Compared to the control condition (M = 59.11, SD = 23.36), confidence was higher in the prompt condition (M = 65.48, SD = 23.11) and even higher in the DDXC− (M = 68.28, SD = 20.07) and DDXC+ conditions (M = 72.76, SD = 19.21; Table 2). Confidence was lowest in the intermediate case 6 (M = 56.56, SD = 25.93) and highest in the easiest case 4 (M = 72.33, SD = 20.23). Confidence in correct diagnoses was higher (M = 71.97, SD = 19.75) than in incorrect diagnoses (M = 56.93, SD = 23.03). We then calculated the difference in confidence between incorrect and correct answers per person, known as the self‐monitoring index (possibly ranging from −90 to +90 with positive values indicating better self‐monitoring). 47 Mean self‐monitoring was lowest in the DDXC+ condition (M = 3.24, SD = 18.70) and highest in the prompt condition (M = 16.95, SD = 16.68). Results from mixed models indicated that the observed difference in confidence between the control and DDXC− and DDXC+ conditions were statistically significant, P = 0.007 and P = 0.006, respectively, but not the difference between control and prompt (Table S4). Differences in confidence between cases of different difficulty were not statistically significant, but between correctly and incorrectly solved cases, P < 0.001. There were no statistically significant differences in self‐monitoring between conditions.

4. DISCUSSION

Diagnostic checklists have been proposed as a handy means to reduce diagnostic errors, especially missed diagnoses. 14 , 28 In this experimental study, we investigated how the use of a prompt to generate and write down alternative diagnoses (prompt) and, additionally, providing a differential diagnosis checklist (DDXC) affect the diagnostic accuracy as well as information gathering and confidence. Results indicate that using a generic prompt does not improve diagnostic accuracy, which concurs with previous research. 21 , 26 , 30 , 54 Results further indicate that only providing a DDXC that included the correct diagnosis increased diagnostic accuracy, which is in line with one previous study. 21 In fact, unlike this previous study, the benefit was not restricted to difficult cases. However, when the DDXC did not contain the correct diagnosis, accuracy tended to be lower than in the control group that did neither contain the instruction to list hypotheses nor a differential checklist, although not statistically significantly.

Moreover, we observed that no intervention had an impact on the extent nor relevance of acquired diagnostic tests compared to the control condition. The only drawback we found was that using a DDXC, irrespective of whether it contained the correct diagnosis or not, increased the time spent on the diagnostic process. Diagnostic time may be, of course, crucial in settings such as the emergency department and likely depends on the length of the provided checklist, which was quite long (17 diagnoses) in our study. It may be worthwhile to test a more dynamic version of a checklist such as an electronic diagnostic decision support tool, 55 which updates the list of suggested alternative diagnoses with each new incoming piece of information and which may be shorter. 6 , 7 , 56

Further, we found that providing participants with DDXCs (vs. not) increased their confidence in their diagnosis. This result is in line with a large body of research showing that receiving advice generally increases confidence. 57 Practically more important than raw confidence, however, would be better self‐monitoring, that is, a larger increase of confidence in a correct diagnosis versus no change or a decrease of confidence in an incorrect diagnosis. We did not observe any difference in self‐monitoring between groups, a finding that needs to be interpreted with caution though due to only six cases per participant in our study.

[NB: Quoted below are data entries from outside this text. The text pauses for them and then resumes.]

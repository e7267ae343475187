//! Schedules retries for terminated and failed runs.

use std::sync::Arc;

use async_trait::async_trait;
use tracing::info;

use almanac_core::retry::RetryPolicy;
use almanac_core::state::UNRECOVERABLE_FAILURE_EXIT_CODE;
use almanac_core::{Event, RunState, State};

use crate::error::Result;
use crate::handlers::OutputHandler;
use crate::state_manager::EventSink;

/// Default maximum number of retries before a run is stopped.
pub const DEFAULT_MAX_RETRIES: u32 = 20;

/// On `TERMINATED` and `FAILED`, posts `retryAfter` with an exponential
/// backoff delay, or `stop` when retries are exhausted or the exit code is
/// unrecoverable.
pub struct TerminationHandler {
    policy: RetryPolicy,
    max_retries: u32,
    sink: Arc<dyn EventSink>,
}

impl TerminationHandler {
    /// Creates the handler with the default retry budget.
    #[must_use]
    pub fn new(policy: RetryPolicy, sink: Arc<dyn EventSink>) -> Self {
        Self::with_max_retries(policy, DEFAULT_MAX_RETRIES, sink)
    }

    /// Creates the handler with a custom retry budget.
    #[must_use]
    pub fn with_max_retries(policy: RetryPolicy, max_retries: u32, sink: Arc<dyn EventSink>) -> Self {
        Self {
            policy,
            max_retries,
            sink,
        }
    }
}

#[async_trait]
impl OutputHandler for TerminationHandler {
    fn name(&self) -> &'static str {
        "termination"
    }

    async fn transition_into(&self, state: &RunState) -> Result<()> {
        if !matches!(state.state, State::Terminated | State::Failed) {
            return Ok(());
        }

        let unrecoverable = state.data.last_exit == Some(UNRECOVERABLE_FAILURE_EXIT_CODE);
        if unrecoverable || state.data.retry_cost >= self.max_retries {
            info!(
                instance = %state.instance,
                retry_cost = state.data.retry_cost,
                last_exit = ?state.data.last_exit,
                "stopping run",
            );
            return self.sink.receive(&state.instance, Event::Stop).await;
        }

        let delay = self.policy.delay(state.data.retry_cost);
        #[allow(clippy::cast_possible_wrap)]
        let delay_millis = delay.as_millis() as i64;
        self.sink
            .receive(&state.instance, Event::RetryAfter { delay_millis })
            .await
    }
}
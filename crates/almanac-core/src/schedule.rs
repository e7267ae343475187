//! Schedules and partition arithmetic.
//!
//! A schedule defines the set of valid partition instants of a workflow. An
//! instant is *aligned* iff it equals the start of some partition. The closed
//! unit schedules partition UTC time into hours, days, ISO weeks, calendar
//! months and years; arbitrary partitionings are expressed as cron
//! expressions (5- or 6-field, seconds optional).
//!
//! Partition parameters are the canonical textual renderings of aligned
//! instants:
//!
//! | Schedule | Parameter |
//! |----------|-----------|
//! | hours    | `2017-01-02T03` |
//! | days     | `2017-01-02` |
//! | weeks    | `2017-01-02` (the Monday of the ISO week) |
//! | months   | `2017-01` |
//! | years    | `2017` |
//! | cron     | `2017-01-02T03:04:05Z` |

use std::fmt;
use std::str::FromStr;

use chrono::{DateTime, Datelike, Duration, Months, NaiveDate, NaiveDateTime, Timelike, Utc, Weekday};
use serde::{Deserialize, Deserializer, Serialize, Serializer};

use crate::error::{Error, Result};

/// Search windows used to locate the previous fire time of a cron schedule,
/// widened until a fire time is found.
const CRON_LOOKBACK_DAYS: [i64; 4] = [1, 40, 400, 1600];

/// The partitioning of a workflow's executions over time.
#[derive(Debug, Clone, PartialEq, Eq, Hash)]
pub enum Schedule {
    /// One partition per hour.
    Hours,
    /// One partition per day.
    Days,
    /// One partition per ISO week, starting Monday.
    Weeks,
    /// One partition per calendar month.
    Months,
    /// One partition per calendar year.
    Years,
    /// Partitions at the fire times of a cron expression.
    Cron(String),
}

impl Schedule {
    /// Returns true iff `instant` is the start of a partition.
    #[must_use]
    pub fn is_aligned(&self, instant: DateTime<Utc>) -> bool {
        match self {
            Self::Cron(expression) => cron_schedule(expression).is_ok_and(|schedule| {
                schedule
                    .after(&(instant - Duration::seconds(1)))
                    .next()
                    .is_some_and(|next| next == instant)
            }),
            _ => self
                .truncate_instant(instant)
                .is_ok_and(|truncated| truncated == instant),
        }
    }

    /// Truncates `instant` down to the start of the partition containing it.
    ///
    /// # Errors
    ///
    /// Returns an error for an invalid cron expression or when no fire time
    /// precedes `instant` within the search horizon.
    pub fn truncate_instant(&self, instant: DateTime<Utc>) -> Result<DateTime<Utc>> {
        let date = instant.date_naive();
        let truncated = match self {
            Self::Hours => date.and_hms_opt(instant.hour(), 0, 0),
            Self::Days => date.and_hms_opt(0, 0, 0),
            Self::Weeks => date.week(Weekday::Mon).first_day().and_hms_opt(0, 0, 0),
            Self::Months => NaiveDate::from_ymd_opt(date.year(), date.month(), 1)
                .and_then(|d| d.and_hms_opt(0, 0, 0)),
            Self::Years => {
                NaiveDate::from_ymd_opt(date.year(), 1, 1).and_then(|d| d.and_hms_opt(0, 0, 0))
            }
            Self::Cron(_) => {
                return if self.is_aligned(instant) {
                    Ok(instant)
                } else {
                    self.previous_instant(instant)
                };
            }
        };
        truncated.map(|t| t.and_utc()).ok_or_else(|| Error::OutOfRange {
            message: format!("cannot truncate {instant} to {self}"),
        })
    }

    /// Returns the first aligned instant strictly after `instant`.
    ///
    /// # Errors
    ///
    /// Returns an error on instant overflow or an invalid cron expression.
    pub fn next_instant(&self, instant: DateTime<Utc>) -> Result<DateTime<Utc>> {
        match self {
            Self::Hours => Ok(self.truncate_instant(instant)? + Duration::hours(1)),
            Self::Days => Ok(self.truncate_instant(instant)? + Duration::days(1)),
            Self::Weeks => Ok(self.truncate_instant(instant)? + Duration::days(7)),
            Self::Months => self
                .truncate_instant(instant)?
                .checked_add_months(Months::new(1))
                .ok_or_else(|| out_of_range("month increment", instant)),
            Self::Years => self
                .truncate_instant(instant)?
                .checked_add_months(Months::new(12))
                .ok_or_else(|| out_of_range("year increment", instant)),
            Self::Cron(expression) => cron_schedule(expression)?
                .after(&instant)
                .next()
                .ok_or_else(|| out_of_range("cron has no further fire times", instant)),
        }
    }

    /// Returns the last aligned instant strictly before `instant`.
    ///
    /// # Errors
    ///
    /// Returns an error on instant underflow, an invalid cron expression, or
    /// when no cron fire time exists within the search horizon.
    pub fn previous_instant(&self, instant: DateTime<Utc>) -> Result<DateTime<Utc>> {
        if let Self::Cron(expression) = self {
            let schedule = cron_schedule(expression)?;
            for days in CRON_LOOKBACK_DAYS {
                let fire = schedule
                    .after(&(instant - Duration::days(days)))
                    .take_while(|t| *t < instant)
                    .last();
                if let Some(fire) = fire {
                    return Ok(fire);
                }
            }
            return Err(out_of_range("no cron fire time within lookback", instant));
        }

        let truncated = self.truncate_instant(instant)?;
        if truncated < instant {
            return Ok(truncated);
        }
        match self {
            Self::Hours => Ok(truncated - Duration::hours(1)),
            Self::Days => Ok(truncated - Duration::days(1)),
            Self::Weeks => Ok(truncated - Duration::days(7)),
            Self::Months => truncated
                .checked_sub_months(Months::new(1))
                .ok_or_else(|| out_of_range("month decrement", instant)),
            Self::Years => truncated
                .checked_sub_months(Months::new(12))
                .ok_or_else(|| out_of_range("year decrement", instant)),
            // Handled by the early return above.
            Self::Cron(_) => Err(out_of_range("no cron fire time within lookback", instant)),
        }
    }

    /// Returns the first aligned instant at or after `instant`.
    ///
    /// # Errors
    ///
    /// Returns an error on instant overflow or an invalid cron expression.
    pub fn first_instant_at_or_after(&self, instant: DateTime<Utc>) -> Result<DateTime<Utc>> {
        if self.is_aligned(instant) {
            Ok(instant)
        } else {
            self.next_instant(instant)
        }
    }

    /// Enumerates the aligned instants in `[start, end)`.
    ///
    /// # Errors
    ///
    /// Returns an error if `start` is not aligned or instant arithmetic
    /// fails.
    pub fn instants_in_range(
        &self,
        start: DateTime<Utc>,
        end: DateTime<Utc>,
    ) -> Result<Vec<DateTime<Utc>>> {
        if !self.is_aligned(start) {
            return Err(Error::UnalignedInstant {
                instant: start,
                schedule: self.to_string(),
            });
        }

        let mut instants = Vec::new();
        let mut cursor = start;
        while cursor < end {
            instants.push(cursor);
            cursor = self.next_instant(cursor)?;
        }
        Ok(instants)
    }

    /// Renders an aligned instant as its canonical partition parameter.
    #[must_use]
    pub fn to_parameter(&self, instant: DateTime<Utc>) -> String {
        match self {
            Self::Hours => instant.format("%Y-%m-%dT%H").to_string(),
            Self::Days | Self::Weeks => instant.format("%Y-%m-%d").to_string(),
            Self::Months => instant.format("%Y-%m").to_string(),
            Self::Years => instant.format("%Y").to_string(),
            Self::Cron(_) => instant.format("%Y-%m-%dT%H:%M:%SZ").to_string(),
        }
    }

    /// Parses a partition parameter back to its instant.
    ///
    /// # Errors
    ///
    /// Returns an error if the parameter does not match the schedule's
    /// canonical rendering.
    pub fn parse_parameter(&self, parameter: &str) -> Result<DateTime<Utc>> {
        let invalid = || Error::InvalidParameter {
            parameter: parameter.to_string(),
            schedule: self.to_string(),
        };

        let parsed = match self {
            Self::Hours => {
                NaiveDateTime::parse_from_str(&format!("{parameter}:00"), "%Y-%m-%dT%H:%M")
                    .ok()
                    .map(|t| t.and_utc())
            }
            Self::Days | Self::Weeks => NaiveDate::parse_from_str(parameter, "%Y-%m-%d")
                .ok()
                .and_then(|d| d.and_hms_opt(0, 0, 0))
                .map(|t| t.and_utc()),
            Self::Months => NaiveDate::parse_from_str(&format!("{parameter}-01"), "%Y-%m-%d")
                .ok()
                .and_then(|d| d.and_hms_opt(0, 0, 0))
                .map(|t| t.and_utc()),
            Self::Years => NaiveDate::parse_from_str(&format!("{parameter}-01-01"), "%Y-%m-%d")
                .ok()
                .and_then(|d| d.and_hms_opt(0, 0, 0))
                .map(|t| t.and_utc()),
            Self::Cron(_) => DateTime::parse_from_rfc3339(parameter)
                .ok()
                .map(|t| t.with_timezone(&Utc)),
        };
        parsed.ok_or_else(invalid)
    }
}

impl fmt::Display for Schedule {
    fn fmt(&self, f: &mut fmt::Formatter<'_>) -> fmt::Result {
        match self {
            Self::Hours => write!(f, "hours"),
            Self::Days => write!(f, "days"),
            Self::Weeks => write!(f, "weeks"),
            Self::Months => write!(f, "months"),
            Self::Years => write!(f, "years"),
            Self::Cron(expression) => write!(f, "{expression}"),
        }
    }
}

impl FromStr for Schedule {
    type Err = Error;

    fn from_str(s: &str) -> Result<Self> {
        match s.trim().to_ascii_lowercase().as_str() {
            "hours" | "hourly" | "@hourly" => Ok(Self::Hours),
            "days" | "daily" | "@daily" => Ok(Self::Days),
            "weeks" | "weekly" | "@weekly" => Ok(Self::Weeks),
            "months" | "monthly" | "@monthly" => Ok(Self::Months),
            "years" | "yearly" | "annually" | "@annually" | "@yearly" => Ok(Self::Years),
            _ => {
                // Anything else must be a valid cron expression.
                cron_schedule(s)?;
                Ok(Self::Cron(s.trim().to_string()))
            }
        }
    }
}

impl Serialize for Schedule {
    fn serialize<S: Serializer>(&self, serializer: S) -> std::result::Result<S::Ok, S::Error> {
        serializer.collect_str(self)
    }
}

impl<'de> Deserialize<'de> for Schedule {
    fn deserialize<D: Deserializer<'de>>(deserializer: D) -> std::result::Result<Self, D::Error> {
        let raw = String::deserialize(deserializer)?;
        raw.parse().map_err(serde::de::Error::custom)
    }
}

/// Parses a cron expression, normalizing 5-field syntax to 6-field with
/// seconds.
fn cron_schedule(expression: &str) -> Result<cron::Schedule> {
    let expression = expression.trim();
    let field_count = expression.split_whitespace().count();
    let normalized = match field_count {
        5 => format!("0 {expression}"),
        6 | 7 => expression.to_string(),
        _ => {
            return Err(Error::InvalidSchedule {
                expression: expression.to_string(),
                message: format!("expected 5 or 6 fields, found {field_count}"),
            });
        }
    };
    cron::Schedule::from_str(&normalized).map_err(|e| Error::InvalidSchedule {
        expression: expression.to_string(),
        message: e.to_string(),
    })
}

fn out_of_range(message: &str, instant: DateTime<Utc>) -> Error {
    Error::OutOfRange {
        message: format!("{message} at {instant}"),
    }
}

Only using a prompt instead of a DDXC would arguably be the more efficient and handy (because symptom‐independent) solution to the problem of diagnostic error. Our failure to show its effectiveness might have different reasons. First, the prompt may not have been specific enough to trigger the generation of more diagnostic hypotheses. Analysing the generated lists revealed that participants indeed entertained only few (i.e., roughly 4) alternative diagnoses, which is in line with previous studies where participants did not receive any prompt. 9 , 10 However, caution is warranted as this result might have occurred due to the nature of our cases, which were constructed as rather prototypical presentations 43 and thus may not have prompted a very large and diverse set of hypotheses.

Second, only reminding participants of one—despite crucial—step might not have been enough to improve diagnostic accuracy. Similar to other generic checklists, it might be necessary to provide a reminder of several (if not all important) steps. It might also be necessary to give more concrete guidance on how to perform those steps such as on how to generate more alternative diagnoses or on how to test those hypotheses, for example, with the help of structured reflection. 13 Also, previous research suggests that only early considerations of alternative diagnoses improve accuracy. 7 Thus, future studies should investigate whether variations to our prompt that specify the time (e.g., as early as possible) or number of alternative diagnoses and/or include multiple steps yield better results.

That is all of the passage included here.